Wednesday, August 02, 2006

Summer books so far:

The Red Tent

Tons of people have recomended this book to me and I finally bought a copy before heading off to Chicago for a week. Finished it last week and my response is....


Seriously. I can't for the life of me figure out what all the fuss is about. All my friends enthused over it. They are reading it in the book clubs in churches all over this great nation. I suppose taking a bible story and exploring from the woman's point of view would be a cool conceit, but, uh, this book is so poorly written I almost couldn't get through it. NONE of it seemed genuine. Not the relationships between the women, nor the relationships with the lovers. They all seemed false, somehow. And worse, boring. Yes, boring.

One reviewer on hit the nail on the head when he wrote that the author goes on and on about all the stories that get told in the red tent and never once tells us one of them. We just get to take her word for it.

I wish I had read that review before shelling out $15 bucks. Having been at a bunch of births, I can tell you right now I would be VERY suprised if Diamant has actually been at any. And since the basic premise of the book is that Rachel is a midwife, it would have helped if at least that part had been believable.

I wasn't impressed.

The Sex Lives of Cannibals

I am a sucker for travel writing. I count Paul Theroux as one of my favorite authors. I love being an armchair traveler. This book, by J. Maarten Troost, is a fun read. As a late 20-something post graduate school graduate, he and his girlfriend decide to move to a tiny island in the Pacific for a couple of years.
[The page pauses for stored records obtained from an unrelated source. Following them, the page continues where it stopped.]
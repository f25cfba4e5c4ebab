//! Configuration loading.
//!
//! Two sources feed the final [`Config`]:
//!
//! 1. **Environment (required):** `INCIDENTIO_WEBHOOK_URL` and
//!    `INCIDENTIO_API_TOKEN`. Absence of either is fatal; there is no fallback.
//! 2. **Settings file (optional):** tuning knobs such as the log level and the
//!    webhook timeout, searched in the following order:
//!    - Path given on the command line (must exist)
//!    - Default location, used only if present:
//!      - **Linux/macOS:** `~/.incidentio-alert-mcp/config.json`
//!      - **Windows:** `%USERPROFILE%\.incidentio-alert-mcp\config.json`

mod settings;

pub use settings::{LoggingConfig, Settings, SinkConfig};

use std::fmt;
use std::path::{Path, PathBuf};

use reqwest::Url;

use crate::error::ConfigError;

/// Environment variable holding the alert webhook URL.
pub const WEBHOOK_URL_VAR: &str = "INCIDENTIO_WEBHOOK_URL";

/// Environment variable holding the bearer token for the webhook.
pub const API_TOKEN_VAR: &str = "INCIDENTIO_API_TOKEN";

/// Bearer credential for the alert webhook.
///
/// `Debug` is redacted so the token cannot leak through logs.
#[derive(Clone, PartialEq, Eq)]
pub struct ApiToken(String);

impl ApiToken {
    /// Wraps a bearer token.
    #[must_use]
    pub fn new(token: impl Into<String>) -> Self {
        Self(token.into())
    }

    /// Returns the raw token for building the `Authorization` header.
    #[must_use]
    pub fn expose(&self) -> &str {
        &self.0
    }
}

impl fmt::Debug for ApiToken {
    fn fmt(&self, f: &mut fmt::Formatter<'_>) -> fmt::Result {
        f.write_str("ApiToken(<redacted>)")
    }
}

/// Fully resolved process configuration, built once at startup.
#[derive(Debug, Clone)]
pub struct Config {
    /// Webhook that receives alert payloads.
    pub webhook_url: Url,
    /// Bearer credential for the webhook.
    pub api_token: ApiToken,
    /// Alert sink tuning.
    pub sink: SinkConfig,
    /// Logging settings.
    pub logging: LoggingConfig,
}

/// Returns the default configuration directory.
///
/// - **Linux/macOS:** `~/.incidentio-alert-mcp/`
/// - **Windows:** `%USERPROFILE%\.incidentio-alert-mcp\`
#[must_use]
pub fn default_config_dir() -> Option<PathBuf> {
    dirs::home_dir().map(|p| p.join(".incidentio-alert-mcp"))
}

/// Returns the platform-specific default settings file path.
#[must_use]
pub fn default_config_path() -> Option<PathBuf> {
    default_config_dir().map(|p| p.join("config.json"))
}

/// Loads the configuration from the process environment and settings file.
///
/// # Errors
///
/// Returns an error if:
/// - A required environment variable is missing or blank
/// - The webhook URL is not an absolute http(s) URL
/// - An explicitly given settings file cannot be found
/// - The settings file cannot be read, is malformed, or fails validation
pub fn load_config(path: Option<&Path>) -> Result<Config, ConfigError> {
    load_config_with(path, |name| std::env::var(name).ok())
}

/// Loads the configuration using `lookup` in place of the process environment.
///
/// # Errors
///
/// See [`load_config`].
pub fn load_config_with<F>(path: Option<&Path>, lookup: F) -> Result<Config, ConfigError>
where
    F: Fn(&str) -> Option<String>,
{
    let webhook_url = required_var(&lookup, WEBHOOK_URL_VAR)?;
    let webhook_url = parse_endpoint(&webhook_url)?;
    let api_token = ApiToken::new(required_var(&lookup, API_TOKEN_VAR)?);

    let settings = match path {
        Some(p) => load_settings(p)?,
        None => match default_config_path() {
            Some(p) if p.exists() => load_settings(&p)?,
            _ => Settings::default(),
        },
    };

    Ok(Config {
        webhook_url,
        api_token,
        sink: settings.sink,
        logging: settings.logging,
    })
}

/// Reads and validates a settings file.
///
/// # Errors
///
/// Returns an error if the file is missing, unreadable, malformed or invalid.
pub fn load_settings(path: &Path) -> Result<Settings, ConfigError> {
    if !path.exists() {
        return Err(ConfigError::NotFound {
            path: path.to_path_buf(),
        });
    }

    let contents = std::fs::read_to_string(path).map_err(|e| ConfigError::ReadError {
        path: path.to_path_buf(),
        source: e,
    })?;

    let settings: Settings =
        serde_json::from_str(&contents).map_err(|e| ConfigError::ParseError {
            path: path.to_path_buf(),
            source: e,
        })?;

    settings.validate()?;

    Ok(settings)
}

fn required_var<F>(lookup: &F, name: &'static str) -> Result<String, ConfigError>
where
    F: Fn(&str) -> Option<String>,
{
    lookup(name)
        .map(|value| value.trim().to_string())
        .filter(|value| !value.is_empty())
        .ok_or(ConfigError::MissingVariable { name })
}

fn parse_endpoint(raw: &str) -> Result<Url, ConfigError> {
    let url = Url::parse(raw).map_err(|e| ConfigError::InvalidEndpoint {
        name: WEBHOOK_URL_VAR,
        reason: e.to_string(),
    })?;

    match url.scheme() {
        "http" | "https" => Ok(url),
        other => Err(ConfigError::InvalidEndpoint {
            name: WEBHOOK_URL_VAR,
            reason: format!("unsupported scheme '{other}'"),
        }),
    }
}

#[cfg(test)]
mod tests {
    use std::collections::HashMap;

    use super::*;

    fn env(pairs: &[(&str, &str)]) -> impl Fn(&str) -> Option<String> {
        let map: HashMap<String, String> = pairs
            .iter()
            .map(|(k, v)| ((*k).to_string(), (*v).to_string()))
            .collect();
        move |name| map.get(name).cloned()
    }

    fn write_settings(dir: &tempfile::TempDir, contents: &str) -> PathBuf {
        let path = dir.path().join("config.json");
        std::fs::write(&path, contents).unwrap();
        path
    }

    #[test]
    fn default_config_path_exists() {
        let path = default_config_path();
        assert!(path.is_some());
        assert!(path.unwrap().to_string_lossy().contains("config.json"));
    }

    #[test]
    fn loads_required_variables() {
        let dir = tempfile::tempdir().unwrap();
        let path = write_settings(&dir, "{}");
        let lookup = env(&[
            (WEBHOOK_URL_VAR, "https://api.incident.io/v2/alert_events/http/abc"),
            (API_TOKEN_VAR, "  secret-token  "),
        ]);

        let config = load_config_with(Some(&path), lookup).unwrap();
        assert_eq!(config.webhook_url.host_str(), Some("api.incident.io"));
        assert_eq!(config.api_token.expose(), "secret-token");
        assert_eq!(config.sink.timeout_secs, 10);
    }

    #[test]
    fn missing_url_is_fatal() {
        let lookup = env(&[(API_TOKEN_VAR, "secret-token")]);
        let err = load_config_with(None, lookup).unwrap_err();
        assert!(matches!(
            err,
            ConfigError::MissingVariable {
                name: WEBHOOK_URL_VAR
            }
        ));
    }

    #[test]
    fn blank_token_is_fatal() {
        let lookup = env(&[(WEBHOOK_URL_VAR, "https://example.com/hook"), (API_TOKEN_VAR, "   ")]);
        let err = load_config_with(None, lookup).unwrap_err();
        assert!(matches!(
            err,
            ConfigError::MissingVariable {
                name: API_TOKEN_VAR
            }
        ));
    }

    #[test]
    fn rejects_non_http_endpoint() {
        let lookup = env(&[(WEBHOOK_URL_VAR, "ftp://example.com/hook"), (API_TOKEN_VAR, "t")]);
        let err = load_config_with(None, lookup).unwrap_err();
        assert!(err.to_string().contains("unsupported scheme 'ftp'"));
    }

    #[test]
    fn rejects_relative_endpoint() {
        let lookup = env(&[(WEBHOOK_URL_VAR, "/v2/alert_events"), (API_TOKEN_VAR, "t")]);
        let err = load_config_with(None, lookup).unwrap_err();
        assert!(matches!(err, ConfigError::InvalidEndpoint { .. }));
    }

    #[test]
    fn explicit_settings_file_must_exist() {
        let dir = tempfile::tempdir().unwrap();
        let path = dir.path().join("missing.json");
        let lookup = env(&[(WEBHOOK_URL_VAR, "https://example.com/hook"), (API_TOKEN_VAR, "t")]);

        let err = load_config_with(Some(&path), lookup).unwrap_err();
        assert!(matches!(err, ConfigError::NotFound { .. }));
    }

    #[test]
    fn settings_file_overrides_defaults() {
        let dir = tempfile::tempdir().unwrap();
        let path = write_settings(
            &dir,
            r#"{ "sink": { "timeout_secs": 2 }, "logging": { "level": "debug" } }"#,
        );
        let lookup = env(&[(WEBHOOK_URL_VAR, "http://localhost:9000/hook"), (API_TOKEN_VAR, "t")]);

        let config = load_config_with(Some(&path), lookup).unwrap();
        assert_eq!(config.sink.timeout_secs, 2);
        assert_eq!(config.logging.level, "debug");
    }

    #[test]
    fn malformed_settings_file_is_reported() {
        let dir = tempfile::tempdir().unwrap();
        let path = write_settings(&dir, "{ not json");

        let err = load_settings(&path).unwrap_err();
        assert!(matches!(err, ConfigError::ParseError { .. }));
    }

    #[test]
    fn token_debug_is_redacted() {
        let token = ApiToken::new("super-secret");
        let rendered = format!("{token:?}");
        assert!(!rendered.contains("super-secret"));
    }
}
This hilarious (and sometimes snarky) book is the result. He speaks of his experiences there very frankly, but always with a definate and growing sense of affection for the people, which saves it from being a bitch fest. Reccomend it.

The Grail Bird

This is the true story of the most recent attempts at finding the possibly extinct Ivory Billed Woodpecker. Like the Sex Lives of Cannibals, it seems like a great heat wave read, as it mostly takes place in the swamps of Louisiana. I have a personal vested interest in this tale, as my grandfather was good friends with the fellows at the Ornithology Department at Cornell who first got the Ivory Billed on tape and film back in the 30's. In fact, we have a letter from a guy named Kellog telling my grandfather all about his exciting discovery.

Unfortunately, the author of this newest book is probably a better bird watcher than writer. I am about halfway through it and am finding it very (very) boring. Which it really wouldn't have to be the case, now would it? I mean, I would imagine a good writer would have a ball with the pursuit stories... what with cotton mouths and alligators and bird watching tourists from New Jersey.

I am not sure I would finish this one except for the personal connection. If you are a birder, get it from the library. Otherwise, probably a pass.